Problem to work on
Write out only the opening lines of the entries, through the line with "let reply = match".

[Items from a dataset]
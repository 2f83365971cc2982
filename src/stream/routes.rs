// SPDX-License-Identifier: GPL-3.0-or-later
use anyhow::anyhow;
use http::{Response, StatusCode};
use serde_json::json;
use tokio::sync::mpsc;
use tracing::{debug, warn};
use warp::filters::BoxedFilter;
use warp::{Filter, Reply};

use super::mjpeg::MjpegStream;
use super::status::StatusSources;
use crate::render::RenderCommand;

type Route = BoxedFilter<(warp::reply::Response,)>;

/// Render commands are tiny, anything bigger than this is rejected outright.
const MAX_COMMAND_LENGTH: u64 = 4 * 1024;

fn mjpeg_route(mjpeg: MjpegStream) -> Route {
    warp::path("mjpeg")
        .and(warp::path::end())
        .and(warp::get())
        .map(move || {
            debug!("new MJPEG client");
            Response::builder()
                .status(StatusCode::OK)
                .header("Content-Type", mjpeg.content_type())
                .body(mjpeg.body())
                .into_response()
        })
        .boxed()
}

fn status_route(status: StatusSources) -> Route {
    warp::path("status")
        .and(warp::path::end())
        .and(warp::get())
        .map(move || warp::reply::json(&status.snapshot()).into_response())
        .boxed()
}

fn render_route(commands: mpsc::Sender<RenderCommand>) -> Route {
    warp::path("render")
        .and(warp::path::end())
        .and(warp::post())
        .and(warp::body::content_length_limit(MAX_COMMAND_LENGTH))
        .and(warp::body::json())
        .and_then(move |command: RenderCommand| {
            let commands = commands.clone();
            async move {
                debug!(?command, "received render command");
                let reply = match commands.send(command).await {
                    Ok(_) => warp::reply::json(&json!({ "ok": true })).into_response(),
                    Err(_) => {
                        warn!("render task is not running, dropping render command");
                        warp::reply::with_status(
                            warp::reply::json(&json!({ "error": "renderer unavailable" })),
                            StatusCode::SERVICE_UNAVAILABLE,
                        )
                        .into_response()
                    }
                };
                Ok::<_, warp::Rejection>(reply)
            }
        })
        .boxed()
}

/// Build the viewer's HTTP routes. The MJPEG stream is only served if one is given.
pub(crate) fn routes(
    mjpeg: Option<MjpegStream>,
    status: StatusSources,
    commands: mpsc::Sender<RenderCommand>,
) -> anyhow::Result<Route> {
    let mut routes = vec![status_route(status), render_route(commands)];
    if let Some(mjpeg) = mjpeg {
        routes.push(mjpeg_route(mjpeg));
    }
    routes
        .into_iter()
        .reduce(|combined, next| combined.or(next).unify().boxed())
        .ok_or_else(|| anyhow!("problem creating viewer routes"))
}

#[cfg(test)]
mod test {
    use http::StatusCode;
    use tokio::sync::{mpsc, watch};

    use super::routes;
    use crate::connection::FrameSource;
    use crate::render::{Method, RenderCommand};
    use crate::settings::DeviceSettings;
    use crate::stream::mjpeg::MjpegStream;
    use crate::stream::status::{RenderStatus, StatusSources};

    fn status_sources() -> StatusSources {
        let (_source, receivers) = FrameSource::new(&DeviceSettings::default()).unwrap();
        let (_render_tx, render_rx) = watch::channel(RenderStatus::default());
        StatusSources::new(render_rx, &receivers)
    }

    #[tokio::test]
    async fn status_json() {
        let (commands, _rx) = mpsc::channel(1);
        let filter = routes(None, status_sources(), commands).unwrap();
        let response = warp::test::request()
            .method("GET")
            .path("/status")
            .reply(&filter)
            .await;
        assert_eq!(response.status(), StatusCode::OK);
        let body: serde_json::Value = serde_json::from_slice(response.body()).unwrap();
        assert_eq!(body["connection"], "disconnected");
    }

    #[tokio::test]
    async fn render_command_forwarded() {
        let (commands, mut rx) = mpsc::channel(1);
        let filter = routes(None, status_sources(), commands).unwrap();
        let response = warp::test::request()
            .method("POST")
            .path("/render")
            .body(r#"{"command": "set_method", "method": "nearest"}"#)
            .reply(&filter)
            .await;
        assert_eq!(response.status(), StatusCode::OK);
        assert_eq!(&response.body()[..], br#"{"ok":true}"#);
        assert_eq!(
            rx.recv().await,
            Some(RenderCommand::SetMethod {
                method: Method::Nearest
            })
        );
    }

    #[tokio::test]
    async fn invalid_render_command() {
        let (commands, _rx) = mpsc::channel(1);
        let filter = routes(None, status_sources(), commands).unwrap();
        let response = warp::test::request()
            .method("POST")
            .path("/render")
            .body(r#"{"command": "explode"}"#)
            .reply(&filter)
            .await;
        assert_eq!(response.status(), StatusCode::BAD_REQUEST);
    }

    #[tokio::test]
    async fn render_task_gone() {
        let (commands, rx) = mpsc::channel(1);
        drop(rx);
        let filter = routes(None, status_sources(), commands).unwrap();
        let response = warp::test::request()
            .method("POST")
            .path("/render")
            .body(r#"{"command": "show_hotspot", "enabled": false}"#)
            .reply(&filter)
            .await;
        assert_eq!(response.status(), StatusCode::SERVICE_UNAVAILABLE);
    }

    #[tokio::test]
    async fn mjpeg_only_when_enabled() {
        let (commands, _rx) = mpsc::channel(1);
        let filter = routes(None, status_sources(), commands.clone()).unwrap();
        assert!(
            !warp::test::request()
                .path("/mjpeg")
                .matches(&filter)
                .await
        );
        let filter = routes(Some(MjpegStream::new()), status_sources(), commands).unwrap();
        assert!(
            warp::test::request()
                .path("/mjpeg")
                .matches(&filter)
                .await
        );
    }
}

Problem solution
repository 2f83365971cc2982
filename src/stream/routes.rs
// SPDX-License-Identifier: GPL-3.0-or-later
use anyhow::anyhow;
use http::{Response, StatusCode};
use serde_json::json;
use tokio::sync::mpsc;
use tracing::{debug, warn};
use warp::filters::BoxedFilter;
use warp::{Filter, Reply};

use super::mjpeg::MjpegStream;
use super::status::StatusSources;
use crate::render::RenderCommand;

type Route = BoxedFilter<(warp::reply::Response,)>;

/// Render commands are tiny, anything bigger than this is rejected outright.
const MAX_COMMAND_LENGTH: u64 = 4 * 1024;

fn mjpeg_route(mjpeg: MjpegStream) -> Route {
    warp::path("mjpeg")
        .and(warp::path::end())
        .and(warp::get())
        .map(move || {
            debug!("new MJPEG client");
            Response::builder()
                .status(StatusCode::OK)
                .header("Content-Type", mjpeg.content_type())
                .body(mjpeg.body())
                .into_response()
        })
        .boxed()
}

fn status_route(status: StatusSources) -> Route {
    warp::path("status")
        .and(warp::path::end())
        .and(warp::get())
        .map(move || warp::reply::json(&status.snapshot()).into_response())
        .boxed()
}

fn render_route(commands: mpsc::Sender<RenderCommand>) -> Route {
    warp::path("render")
        .and(warp::path::end())
        .and(warp::post())
        .and(warp::body::content_length_limit(MAX_COMMAND_LENGTH))
        .and(warp::body::json())
        .and_then(move |command: RenderCommand| {
            let commands = commands.clone();
            async move {
                debug!(?command, "received render command");
                let reply = match commands.send(command).await {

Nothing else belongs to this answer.